Federal regulators have a chance to create a universal data model for all grid resources.

The Federal Energy Regulatory Commission’s recent two-day technical conference discussing distributed energy resources in wholesale markets stemmed from FERC’s recent adoption of Order 841, which directs regional markets to come up with rules for energy storage to participate in markets, but stops short of supporting other distributed energy resources in markets. 

But did the rich discussion at FERC’s conference miss the best possible solution? Order 841, while outwardly addressing energy storage resources, could actually help create a universal data model for all grid resources. The traditional way of looking at generators and loads is no longer sufficient. We should take advantage of this opportunity.

A barrier to innovation nobody’s talking about

At regional transmission organizations around the country, new resources are putting pressure on existing frameworks for scheduling and dispatching resources. New characteristics must be added to create a new “participation model” and market software must be modified for almost every new technology, requiring a complicated and slow process before it can fully participate and contribute to the system.  

This is an innovation barrier. Patching the existing framework with a new participation model every time a new resource that doesn’t fit the classic fuel-fired generator mold comes along can require years to develop and implement. FERC’s axiom of non-discriminatory access encourages new resource entry, yet the system itself creates an uphill climb for innovators to enter the market. 

Perhaps we are having so much trouble making markets work for the wave of new grid technologies because we set up the markets with a limited view of future options. We trade energy, capacity and ancillary services that are based on the most basic capabilities of our oldest generators. What if, instead, we started with the most capable universal resource we can imagine — one that can provide, absorb and store energy at will — and then define real resources by how they differ from this idealized resource? 

This could enable markets to support a broader suite of affordable, reliable and clean technologies that already exist while supporting the grid’s continued modernization. Suddenly, heterogeneous resources fit much more easily into one model whether they are storage plants, conventional generators, renewable generators, demand response resources, DERs, or unique combinations and aggregations we haven’t even thought of yet.

Storage as a universal participation model

FERC Order 841 requires electricity markets to create an energy storage participation model that allows a resource to: "Provide all capacity, energy, and ancillary services that the resource is technically capable of providing in the [regional transmission organization/independent system operator] markets...be dispatched and set the wholesale market clearing price as both a wholesale seller and wholesale buyer...and account for the physical and operational characteristics through bidding parameters or other means."

Done correctly, this participation model should become the "universal participation model" we need for all resources — generators, loads and even some transmission. Without it, our markets and systems become increasingly convoluted and unable to deal effectively with the resources we are building today, and even more so with the resources we come up with next. 

Even today, solar-plus-storage plants, aggregated virtual power plants, or even gas-plus-storage plants face uncertainty about how to offer their capabilities to the market. What good is the next great idea if the market can’t use it?

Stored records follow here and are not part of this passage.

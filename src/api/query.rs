//! Query parameters for the paginated listing endpoints.

use std::fmt;

use chrono::NaiveDate;
use serde::{Deserialize, Serialize};

/// An id filter that is either `all` or one specific id.
#[derive(Debug, Clone, Copy, PartialEq, Eq, Hash, Default, Serialize, Deserialize)]
pub enum IdFilter {
    #[default]
    All,
    Id(i64),
}

impl IdFilter {
    pub fn is_all(&self) -> bool {
        matches!(self, IdFilter::All)
    }

    pub fn id(&self) -> Option<i64> {
        match self {
            IdFilter::All => None,
            IdFilter::Id(id) => Some(*id),
        }
    }
}

impl fmt::Display for IdFilter {
    fn fmt(&self, f: &mut fmt::Formatter<'_>) -> fmt::Result {
        match self {
            IdFilter::All => f.write_str("all"),
            IdFilter::Id(id) => write!(f, "{}", id),
        }
    }
}

/// Sort direction sent as `order_type`.
#[derive(Debug, Clone, Copy, PartialEq, Eq, Default, Serialize, Deserialize)]
#[serde(rename_all = "lowercase")]
pub enum SortOrder {
    #[default]
    Asc,
    Desc,
}

impl SortOrder {
    pub fn as_str(&self) -> &'static str {
        match self {
            SortOrder::Asc => "asc",
            SortOrder::Desc => "desc",
        }
    }

    pub fn toggled(self) -> Self {
        match self {
            SortOrder::Asc => SortOrder::Desc,
            SortOrder::Desc => SortOrder::Asc,
        }
    }

    pub fn arrow(&self) -> &'static str {
        match self {
            SortOrder::Asc => "↑",
            SortOrder::Desc => "↓",
        }
    }
}

/// Parameters of a paginated, sortable, filterable listing request.
#[derive(Debug, Clone, PartialEq, Eq, Serialize, Deserialize)]
pub struct ListQuery {
    pub page: u32,
    pub page_size: u32,
    pub order_by: String,
    pub order_type: SortOrder,
    pub province_id: IdFilter,
    pub district_id: IdFilter,
    /// Only sent by listings that filter on risk level.
    pub risk_level: Option<IdFilter>,
    pub date_start: Option<NaiveDate>,
    pub date_end: Option<NaiveDate>,
}

impl ListQuery {
    /// Create a first-page query sorted ascending by `order_by`.
    pub fn new(order_by: &str, page_size: u32) -> Self {
        Self {
            page: 1,
            page_size: page_size.max(1),
            order_by: order_by.to_string(),
            order_type: SortOrder::Asc,
            province_id: IdFilter::All,
            district_id: IdFilter::All,
            risk_level: None,
            date_start: None,
            date_end: None,
        }
    }

    /// Enable the `risk_level` parameter (initially `all`).
    pub fn with_risk_level(mut self) -> Self {
        self.risk_level = Some(IdFilter::All);
        self
    }

    /// Query-string pairs in the order the backend documents them.
    pub fn pairs(&self) -> Vec<(&'static str, String)> {
        let mut pairs = vec![
            ("page", self.page.to_string()),
            ("page_size", self.page_size.to_string()),
            ("order_by", self.order_by.clone()),
            ("order_type", self.order_type.as_str().to_string()),
            ("province_id", self.province_id.to_string()),
            ("district_id", self.district_id.to_string()),
        ];
        if let Some(level) = self.risk_level {
            pairs.push(("risk_level", level.to_string()));
        }
        if let Some(start) = self.date_start {
            pairs.push(("date_start", start.format("%Y-%m-%d").to_string()));
        }
        if let Some(end) = self.date_end {
            pairs.push(("date_end", end.format("%Y-%m-%d").to_string()));
        }
        pairs
    }
}

#[cfg(test)]
mod tests {
    use super::*;

    fn get<'a>(pairs: &'a [(&'static str, String)], key: &str) -> Option<&'a str> {
        pairs.iter().find(|(k, _)| *k == key).map(|(_, v)| v.as_str())
    }

    #[test]
    fn test_default_risk_query() {
        let q = ListQuery::new("date", 10).with_risk_level();
        let pairs = q.pairs();
        assert_eq!(get(&pairs, "page"), Some("1"));
        assert_eq!(get(&pairs, "page_size"), Some("10"));
        assert_eq!(get(&pairs, "order_by"), Some("date"));
        assert_eq!(get(&pairs, "order_type"), Some("asc"));
        assert_eq!(get(&pairs, "province_id"), Some("all"));
        assert_eq!(get(&pairs, "district_id"), Some("all"));
        assert_eq!(get(&pairs, "risk_level"), Some("all"));
        assert_eq!(get(&pairs, "date_start"), None);
    }

    #[test]
    fn test_filters_and_dates() {
        let mut q = ListQuery::new("rain_mm_wmean", 20);
        q.order_type = SortOrder::Desc;
        q.province_id = IdFilter::Id(50);
        q.district_id = IdFilter::Id(5001);
        q.date_start = NaiveDate::from_ymd_opt(2024, 5, 3);
        let pairs = q.pairs();
        assert_eq!(get(&pairs, "order_type"), Some("desc"));
        assert_eq!(get(&pairs, "province_id"), Some("50"));
        assert_eq!(get(&pairs, "district_id"), Some("5001"));
        assert_eq!(get(&pairs, "risk_level"), None);
        assert_eq!(get(&pairs, "date_start"), Some("2024-05-03"));
        assert_eq!(get(&pairs, "date_end"), None);
    }

    #[test]
    fn test_page_size_never_zero() {
        assert_eq!(ListQuery::new("date", 0).page_size, 1);
    }

    #[test]
    fn test_sort_order_toggle() {
        assert_eq!(SortOrder::Asc.toggled(), SortOrder::Desc);
        assert_eq!(SortOrder::Desc.toggled().as_str(), "asc");
    }
}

First, what is a participation model? RTOs/ISOs have general tariff provisions that apply to all market participants. In addition, RTOs/ISOs create tariff provisions for specific types of resources when those resources have unique physical and operational characteristics or other attributes warranting distinctive treatment. These distinct tariff provisions created for a particular type of resource are participation models.

To reduce innovation barriers, we need to flip this on its head. FERC’s definition suggests that participation models are created as an exception to the general tariff case, and the general case is assumed to be a conventional generation resource, such as a traditional thermal power plant. But with electric storage resources like battery storage systems, the resource is more capable than the general case, albeit with some differences. 

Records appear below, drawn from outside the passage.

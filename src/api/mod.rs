//! Client for the landslide backend HTTP API.
//!
//! The backend owns authentication, pagination, file parsing and persistence.
//! This module only speaks its wire format: JSON for reads, multipart
//! form-data for uploads, and a session cookie on every request.

mod client;
mod error;
pub mod models;
pub mod query;
pub mod session;

#[cfg(test)]
pub(crate) mod testing;

pub use client::{ApiClient, ApiClientBuilder, DEFAULT_API_BASE};
pub use error::ApiError;
pub use models::{
    Dataset, DateLimit, District, GraphRecord, Lookup, Page, Province, ProvinceDistrict,
    RainPoint, RiskArea, StatRecord, UploadKind, User,
};
pub use query::{IdFilter, ListQuery, SortOrder};
pub use session::{Credential, SessionStore};
//! Theme configuration for the TUI.
//!
//! Supports light and dark themes with automatic terminal detection.

use ratatui::style::{Color, Modifier, Style};
use ratatui::widgets::block::BorderType;

use crate::data::ColorTier;

/// Colors for the risk map legend and the rest of the dashboard chrome.
///
/// The three tier colors are shared by the district table, the header
/// counts and the pre-assigned risk level column, so a "High risk" area and
/// a district scoring 75 or more read the same.
///
/// Use [`Theme::auto_detect()`] to pick by terminal background.
#[derive(Debug, Clone)]
pub struct Theme {
    pub highlight: Color,
    /// Legend color for scores below 50 (and risk level 1).
    pub low: Color,
    /// Legend color for scores from 50 up to 75 (and risk level 2).
    pub medium: Color,
    /// Legend color for scores of 75 or more, disaster-floored districts
    /// included. Also used for errors.
    pub high: Color,
    pub border: Color,
    pub header: Style,
    /// Highlighted table row.
    pub selected: Style,
    pub tab_active: Style,
    pub tab_inactive: Style,
    /// Login or upload field that receives typing.
    pub input_focused: Style,
    pub border_type: BorderType,
}

impl Theme {
    /// Create a dark theme suitable for dark terminal backgrounds.
    pub fn dark() -> Self {
        Self {
            highlight: Color::Cyan,
            low: Color::Green,
            medium: Color::Yellow,
            high: Color::Red,
            border: Color::Gray,
            header: Style::default().fg(Color::Cyan).add_modifier(Modifier::BOLD),
            selected: Style::default().bg(Color::DarkGray).add_modifier(Modifier::BOLD),
            tab_active: Style::default().fg(Color::Cyan).add_modifier(Modifier::BOLD),
            tab_inactive: Style::default().fg(Color::Gray),
            input_focused: Style::default().fg(Color::Cyan).add_modifier(Modifier::UNDERLINED),
            border_type: BorderType::Rounded,
        }
    }

    /// Create a light theme suitable for light terminal backgrounds.
    pub fn light() -> Self {
        Self {
            highlight: Color::Blue,
            low: Color::Green,
            medium: Color::Yellow,
            high: Color::Red,
            border: Color::DarkGray,
            header: Style::default().fg(Color::Blue).add_modifier(Modifier::BOLD),
            selected: Style::default().bg(Color::LightBlue).add_modifier(Modifier::BOLD),
            tab_active: Style::default().fg(Color::Blue).add_modifier(Modifier::BOLD),
            tab_inactive: Style::default().fg(Color::DarkGray),
            input_focused: Style::default().fg(Color::Blue).add_modifier(Modifier::UNDERLINED),
            border_type: BorderType::Rounded,
        }
    }

    /// Auto-detect based on terminal background
    pub fn auto_detect() -> Self {
        // Use terminal-light crate to detect background luminance
        match terminal_light::luma() {
            Ok(luma) if luma > 0.5 => Self::light(),
            _ => Self::dark(),
        }
    }

    /// Get style for a risk tier
    pub fn tier_style(&self, tier: ColorTier) -> Style {
        match tier {
            ColorTier::Low => Style::default().fg(self.low),
            ColorTier::Medium => Style::default().fg(self.medium),
            ColorTier::High => Style::default().fg(self.high).add_modifier(Modifier::BOLD),
        }
    }

    /// Style of a pre-assigned risk level (1 low .. 3 high).
    pub fn risk_level_style(&self, level: u8) -> Style {
        match level {
            0 | 1 => self.tier_style(ColorTier::Low),
            2 => self.tier_style(ColorTier::Medium),
            _ => self.tier_style(ColorTier::High),
        }
    }

    pub fn error_style(&self) -> Style {
        Style::default().fg(self.high)
    }
}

For example, from the grid operator’s viewpoint, conventional thermal generators are either online (and injecting some limited range of power) or offline, and the decision to get them online must be made well in advance. New resources like solar can be started or ramped almost at will, and battery storage functions with tremendous flexibility as both a generator and a load resource. 

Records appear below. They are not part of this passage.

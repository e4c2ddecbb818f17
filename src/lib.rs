// Library crate: public API items may not be used by the binary
#![allow(unused)]

//! # landslide-watch
//!
//! A terminal dashboard for curating landslide-risk data served by a FastAPI
//! backend: a risk map of districts for a chosen date, paginated rain, risk
//! area and province/district tables, file uploads and ingestion statistics.
//!
//! ## Architecture
//!
//! ```text
//! ┌─────────────────────────────────────────────────────────────┐
//! │                        Application                          │
//! │  ┌─────────┐    ┌──────────┐    ┌─────────┐    ┌─────────┐ │
//! │  │  app    │───▶│   data   │───▶│   ui    │───▶│ Terminal│ │
//! │  │ (state) │    │(processing)   │(rendering)   │         │ │
//! │  └────┬────┘    └──────────┘    └─────────┘    └─────────┘ │
//! │       │ Request / Reply                                     │
//! │       ▼                                                     │
//! │  ┌─────────┐      ┌─────────┐                               │
//! │  │ source  │─────▶│   api   │──▶ HTTP backend               │
//! │  │ (tickets)│      │ (client)│                               │
//! │  └─────────┘      └─────────┘                               │
//! └─────────────────────────────────────────────────────────────┘
//! ```
//!
//! - **[`app`]**: Application state, session guard, view navigation and user interaction
//! - **[`source`]**: The [`DataSource`] trait; [`HttpSource`] runs requests on a
//!   background worker, [`ChannelSource`] answers them from an in-memory channel
//! - **[`api`]**: Typed client for the backend endpoints and its error type
//! - **[`data`]**: Risk classification, listing/pagination state and formatting
//! - **[`ui`]**: Terminal rendering using ratatui
//! - **[`config`]**, **[`logging`]**, **[`export`]**: settings, tracing setup and JSON export
//!
//! ## Usage
//!
//! ### As a CLI tool
//!
//! ```bash
//! # Interactive dashboard against a local backend
//! landslide-watch --api-base http://localhost:8000
//!
//! # Upload a risk area table and exit
//! LANDSLIDE_USERNAME=curator LANDSLIDE_PASSWORD=... landslide-watch --upload-dbf areas.dbf
//! ```
//!
//! ### As a library with channel source
//!
//! ```
//! use landslide_watch::{App, AppOptions, ChannelSource};
//!
//! let (mut backend, source) = ChannelSource::create("embedded");
//! let mut app = App::new(Box::new(source), AppOptions::default());
//!
//! // The first sync asks for the session
//! app.sync();
//! assert_eq!(backend.drain().len(), 1);
//! ```

pub mod api;
pub mod app;
pub mod config;
pub mod data;
pub mod events;
pub mod export;
pub mod logging;
pub mod source;
pub mod ui;

// Re-export main types for convenience
pub use api::{ApiClient, ApiError};
pub use app::{App, AppOptions, View};
pub use config::Settings;
pub use data::{classify, Classification, ColorTier, Observation};
pub use source::{ChannelSource, DataSource, HttpSource, Payload, Reply, Request};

Starting with the most general and idealized conceptual resource as the general case, then turning off or adjusting the parameters of this idealized model is more logical; otherwise, we constantly work to extend a hodgepodge of tacked-on exceptions. Unavoidable implementation delays are inherently discriminatory to new innovations, and RTOs constantly operate in catchup mode, with ongoing prodding from new entrants and FERC.

In fact, if RTOs do their job as FERC requests, all other generation and load resources can be represented within the generalized storage participation model required by Order 841. The storage participation model, perhaps with slight “idealization” in its design, becomes the universal model that can be used, simply by changing appropriate parameters, for all other resources.

Getting to a universal participation model

Several major descriptor categories are needed in this universal participation model, allowing a resource to represent various capacities, ranges, rates, limits, operating constraints and operating interactions. For example, a storage resource’s capacity may be its nameplate value as either a generator or a load, and it may be able to vary real power continuously and rapidly through the full range, but it may be energy-limited. More traditional resources may have limited operating ranges, perhaps with discontinuities across various possible power values, but may be able to sustain a longer duration.

Today’s bidding parameters for conventional generators identify operating constraints such as ramp rates and minimum times for starting, running, restarting, etc. The universal model must thoughtfully generalize these operating interactions to describe capabilities for providing reliability services and ancillary services, whether or not the resource must currently provide or absorb real energy to provide the services, and the speed of such services under normal and emergency circumstances. Some of this information is static, while other parts are dynamic, based on current conditions. As a whole, the data model and associated price curves would fully represent the resource’s offer to the market in a truly comparable and objective way across all resources.

Designing the universal participation model will not be easy. It’s complicated, and it will require our smartest and most experienced data architects to get it right. Each category contains dozens of descriptors and parameters, some of them quite complex — but it is of paramount importance and entirely possible. 

Anyone with a software background knows why this is so critical: get the data model wrong and software has limited capabilities. But get the data model right, and you have tremendous capabilities with flexible and elegant code. Data definitions literally change the way we solve problems. The data model affects what you can do and how you think about it.

What do we get for adopting a universal data model?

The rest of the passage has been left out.